When you are creating an API like that, it's much better to design your API to send and receive only the information that it needs. The reason for this is that applications that send and receive data to a REST API can very quickly start to overwhelm their available bandwidth, ultimately slowing down the application. In my experience this is the number one cause for slow API consuming applications, too much data being sent over the wire. Another benefit of the DTO is that you will sometimes have fields that you don't want to send either because you're going to hide them to make them uneditable, or for security reasons.
In that case it can be helpful to completely remove the sensitive data from ever being sent over the wire or from being sent in for an update. The solution to both of these issues is to change the shape of the data going in and out of your application removing anything that's sensitive and sending only the data elements that are required back and forth over the wire. These slimmer objects are often called DTOs, or Data Transfer Objects, because their reason for existence is only for transporting data in and out of the API.

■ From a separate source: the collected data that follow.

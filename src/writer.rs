use anyhow::{Context, Result};
use indicatif::{ProgressBar, ProgressStyle};
use rayon::prelude::*;
use rusqlite::Connection;
use tracing::{debug, info, warn};

use crate::config::Settings;
use crate::db;
use crate::parser::{self, classify::SiteRules, PostLinks};

#[derive(Debug, Default, Clone, PartialEq, Eq)]
pub struct RunCounts {
    pub posts: usize,
    pub without_refs: usize,
    pub links: usize,
    pub charts: usize,
    pub broken: usize,
    pub warnings: usize,
}

impl RunCounts {
    fn add(&mut self, post: &PostLinks) {
        self.posts += 1;
        if post.row_count() == 0 {
            self.without_refs += 1;
        }
        self.links += post.links.len();
        self.charts += post.charts.len();
        self.broken += post.broken.len();
        self.warnings += post.warnings.len();
    }

    pub fn print(&self) {
        println!(
            "Processed {} posts ({} without references): {} links, {} chart references, {} broken chart references, {} warnings.",
            self.posts, self.without_refs, self.links, self.charts, self.broken, self.warnings,
        );
    }
}

/// Build the link graph for every post and commit it in one transaction.
///
/// Posts are scanned in parallel, chunk by chunk; all inserts happen on this
/// thread. Nothing is committed if any step fails.
pub fn run(conn: &Connection, settings: &Settings, rules: &SiteRules) -> Result<RunCounts> {
    let pb = ProgressBar::new(0);
    pb.set_style(
        ProgressStyle::default_bar()
            .template("{spinner:.green} [{elapsed_precise}] [{bar:40.cyan/blue}] {pos}/{len} ({per_sec})")?
            .progress_chars("#>-"),
    );
    run_with_progress(conn, settings, rules, &pb)
}

/// The bar is cleared whether the run succeeds or not.
fn run_with_progress(
    conn: &Connection,
    settings: &Settings,
    rules: &SiteRules,
    pb: &ProgressBar,
) -> Result<RunCounts> {
    let result = write_link_graph(conn, settings, rules, pb);
    pb.finish_and_clear();
    result
}

fn write_link_graph(
    conn: &Connection,
    settings: &Settings,
    rules: &SiteRules,
    pb: &ProgressBar,
) -> Result<RunCounts> {
    info!("Creating link tables");
    db::ensure_schema(conn)?;

    info!("Fetching chart slugs and redirects");
    let index = db::load_chart_slug_index(conn, settings)?;
    debug!(slugs = index.len(), "Chart slug index loaded");
    if index.is_empty() {
        warn!("No chart slugs found, every chart reference will be recorded as broken");
    }

    let posts = db::fetch_posts(conn, settings)?;
    info!("Processing {} posts", posts.len());
    pb.set_length(posts.len() as u64);

    let mut counts = RunCounts::default();
    let tx = conn.unchecked_transaction()?;

    for chunk in posts.chunks(settings.chunk_size) {
        let results: Vec<PostLinks> = chunk
            .par_iter()
            .map(|post| parser::process_post(post, rules, &index))
            .collect();

        for post in &results {
            report(pb, post);
            db::save_post_links(&tx, post, settings)
                .with_context(|| format!("Failed to save links of post {}", post.post_slug))?;
            counts.add(post);
        }
        pb.inc(chunk.len() as u64);
    }

    tx.commit().context("Failed to commit link tables")?;
    Ok(counts)
}

fn report(pb: &ProgressBar, post: &PostLinks) {
    if post.warnings.is_empty() && post.broken.is_empty() {
        return;
    }
    pb.suspend(|| {
        for w in &post.warnings {
            warn!(post = %post.post_slug, "{}", w);
        }
        for (kind, slugs) in post.unresolved_by_kind() {
            warn!(
                "The following slugs could not be resolved for chart references in post {} of kind {}: {}",
                post.post_slug,
                kind,
                slugs.join(", ")
            );
        }
    });
}

// ── Tests ──
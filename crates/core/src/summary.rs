//! Consolidated order summary shown on the review step.
//!
//! The same snapshot is handed to the submission collaborator, so what the
//! user confirmed is exactly what gets submitted.

use serde::Serialize;

use crate::party::PartyRecord;
use crate::preview::{Attachment, MediaKind};
use crate::wizard::WizardInputs;

/// Label used when no document is attached.
pub const NO_ATTACHMENT_LABEL: &str = "No file";

/// Read-only snapshot of everything the user entered.
#[derive(Debug, Clone, PartialEq, Eq, Serialize)]
pub struct ReviewSummary {
    /// Selected delivery tier.
    pub tier: Option<TierSummary>,
    /// Sender particulars.
    pub sender: PartySummary,
    /// Recipient particulars.
    pub recipient: PartySummary,
    /// Attached document.
    pub attachment: Option<AttachmentSummary>,
}

/// Delivery tier as shown on the review step.
#[derive(Debug, Clone, PartialEq, Eq, Serialize)]
pub struct TierSummary {
    /// Catalog index.
    pub index: usize,
    /// Display title.
    pub title: String,
    /// Description.
    pub description: String,
    /// Indicative price with two decimals, `"0.00"` when unpriced.
    pub price: String,
}

/// Party particulars as shown on the review step.
#[derive(Debug, Clone, PartialEq, Eq, Serialize)]
pub struct PartySummary {
    /// Name.
    pub name: String,
    /// Country.
    pub country: String,
    /// Street address.
    pub address_line: String,
    /// City.
    pub city: String,
    /// Postal code.
    pub postal_code: String,
    /// Phone with prefix, empty when none.
    pub phone: String,
    /// Email.
    pub email: String,
}

impl From<&PartyRecord> for PartySummary {
    fn from(record: &PartyRecord) -> Self {
        use crate::party::PartyField;

        Self {
            name: record.get(PartyField::Name).to_string(),
            country: record.get(PartyField::Country).to_string(),
            address_line: record.get(PartyField::AddressLine).to_string(),
            city: record.get(PartyField::City).to_string(),
            postal_code: record.get(PartyField::PostalCode).to_string(),
            phone: record.formatted_phone(),
            email: record.get(PartyField::Email).to_string(),
        }
    }
}

/// Attachment as shown on the review step.
#[derive(Debug, Clone, PartialEq, Eq, Serialize)]
pub struct AttachmentSummary {
    /// Original file name.
    pub file_name: String,
    /// Declared content type.
    pub content_type: String,
    /// Media classification.
    pub kind: MediaKind,
    /// Size in bytes.
    pub size: usize,
}

impl From<&Attachment> for AttachmentSummary {
    fn from(attachment: &Attachment) -> Self {
        Self {
            file_name: attachment.file_name().to_string(),
            content_type: attachment.content_type().to_string(),
            kind: attachment.kind(),
            size: attachment.size(),
        }
    }
}

impl ReviewSummary {
    /// Builds the summary from the current wizard inputs.
    #[must_use]
    pub fn build(inputs: &WizardInputs<'_>) -> Self {
        let tier = inputs.delivery.index().and_then(|index| {
            inputs.catalog.tier(index).map(|tier| TierSummary {
                index,
                title: tier.title.clone(),
                description: tier.description.clone(),
                price: tier.display_price(),
            })
        });

        Self {
            tier,
            sender: PartySummary::from(inputs.sender),
            recipient: PartySummary::from(inputs.recipient),
            attachment: inputs.attachment.map(AttachmentSummary::from),
        }
    }

    /// File name of the attachment, or [`NO_ATTACHMENT_LABEL`].
    #[must_use]
    pub fn attachment_label(&self) -> &str {
        self.attachment
            .as_ref()
            .map_or(NO_ATTACHMENT_LABEL, |a| a.file_name.as_str())
    }
}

Their relatively small size allows them to use less bandwidth, often resulting in a faster application. In previous videos we looked at several examples that used DTOs. When we looked at those, you may have already been familiar with the concept of DTOs, but if not, you were probably wondering what they were all about, so let's look at them in more detail. Data transfer objects are simple objects that include only the data elements we need to send and receive over the network. Typically in .NET, these objects are POCOs, or Plain Old CLR Objects, not inherited from any base class or using any frameworks.

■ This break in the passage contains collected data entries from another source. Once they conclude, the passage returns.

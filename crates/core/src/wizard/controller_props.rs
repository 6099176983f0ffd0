//! Property-based tests for WizardController and WizardSession.
//!
//! The gate must refuse every incomplete form without contacting the
//! collaborator, and stepping back from review must never alter data.

use std::time::Duration;

use futures::executor::block_on;
use proptest::prelude::*;

use crate::catalog::Catalog;
use crate::party::{PartyField, PartyRole};
use crate::preview::SelectedFile;
use crate::submission::SimulatedGateway;
use crate::wizard::error::WizardError;
use crate::wizard::session::WizardSession;
use crate::wizard::types::{UnmetPrecondition, WizardStep};

fn session() -> WizardSession<SimulatedGateway> {
    WizardSession::new(
        Catalog::builtin().unwrap(),
        SimulatedGateway::default().with_latency(Duration::ZERO),
    )
}

/// Strategy for required-field values, blank ones included.
fn arb_value() -> impl Strategy<Value = String> {
    prop_oneof![
        Just(String::new()),
        Just("   ".to_string()),
        "[A-Za-z0-9][A-Za-z0-9 ]{0,20}",
    ]
}

/// Strategy for one value per (role, required field).
fn arb_form() -> impl Strategy<Value = Vec<String>> {
    proptest::collection::vec(arb_value(), 8)
}

fn apply_form(session: &mut WizardSession<SimulatedGateway>, form: &[String]) {
    let slots = PartyRole::ALL
        .into_iter()
        .flat_map(|role| PartyField::REQUIRED.into_iter().map(move |field| (role, field)));
    for ((role, field), value) in slots.zip(form) {
        session.update_party_field(role, field, value).unwrap();
    }
}

proptest! {
    #![proptest_config(ProptestConfig::with_cases(100))]

    /// Without a tier, advance always fails and never submits.
    #[test]
    fn prop_no_tier_never_advances(
        form in arb_form(),
        attach in any::<bool>(),
    ) {
        let mut session = session();
        apply_form(&mut session, &form);
        if attach {
            session.set_attachment(SelectedFile::new("a.pdf", "application/pdf", vec![1]));
        }

        let result = block_on(session.advance());

        match result {
            Err(WizardError::NotReady(unmet)) => {
                prop_assert_eq!(unmet.first(), Some(&UnmetPrecondition::NoDeliveryTier));
            }
            other => prop_assert!(false, "expected NotReady, got {:?}", other),
        }
        prop_assert_eq!(session.step(), WizardStep::Capture);
        prop_assert!(session.controller().last_submission().is_none());
    }

    /// Advance succeeds exactly when every required field is non-blank.
    #[test]
    fn prop_gate_matches_required_fields(form in arb_form(), tier in 0usize..4) {
        let mut session = session();
        session.select_tier(tier).unwrap();
        apply_form(&mut session, &form);
        session.set_attachment(SelectedFile::new("a.png", "image/png", vec![1]));

        let complete = form.iter().all(|v| !v.trim().is_empty());
        let result = block_on(session.advance());

        prop_assert_eq!(result.is_ok(), complete);
        if let Err(err) = result {
            let blanks = form.iter().filter(|v| v.trim().is_empty()).count();
            prop_assert_eq!(err.unmet().len(), blanks);
        }
    }

    /// Review then retreat leaves the summary untouched.
    #[test]
    fn prop_retreat_preserves_data(
        name in "[A-Za-z]{1,12}",
        country_index in 0usize..10,
        tier in 0usize..4,
    ) {
        let mut session = session();
        let countries: Vec<String> = session
            .catalog()
            .countries()
            .iter()
            .map(|c| c.as_str().to_string())
            .collect();
        let country = &countries[country_index % countries.len()];
        session.select_tier(tier).unwrap();
        for role in PartyRole::ALL {
            for field in PartyField::REQUIRED {
                session.update_party_field(role, field, &name).unwrap();
            }
            session.update_party_field(role, PartyField::Country, country).unwrap();
        }
        session.set_attachment(SelectedFile::new("a.pdf", "application/pdf", vec![1]));
        block_on(session.advance()).unwrap();
        let before = session.summary();

        prop_assert_eq!(session.retreat().unwrap(), WizardStep::Capture);
        prop_assert_eq!(session.summary(), before);
        prop_assert!(session.files().current_preview().is_some());
    }
}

They usually only include simple fields or properties with no methods that do any kind of actions. Let's look at an example where we might want to use a DTO for security reasons. Notice that the results in Postman for getting all tours also returns a note that is supposed to be for internal use only. We might not want to publish this sensitive information through the API, so let's create a new DTO for the tours.
We'll call it Tour DTO. Notice that it's just a Plain Old CLR Object, not inheriting from any special base classes. Now let's copy the properties from the tour entity into the DTO. Let's remove all the attributes and most importantly, let's remove that note that we didn't want to expose through the API.
Back in the Tour Controller, let's change the return type of our list to a list of tour DTO, and then we'll have to do some mapping from tour to tour DTO in a Select statement. And we're gonna go ahead and map all of these to a new tour DTO, which means we'll want to set each of the properties of the tour, including the description, the name, the price, and the tour ID.
Notice that we've purposely left notes off of this list. Now when we request a get for all tours from the tours API, notice that we no longer have any notes in the results. Now you've seen how Data Transfer Objects can be used in the place of models or data entities to both speed up and secure an API. We also looked at a specific example where we removed some sensitive information from a response, using a DTO.
Next we'll look more at the option of using models directly in our controllers.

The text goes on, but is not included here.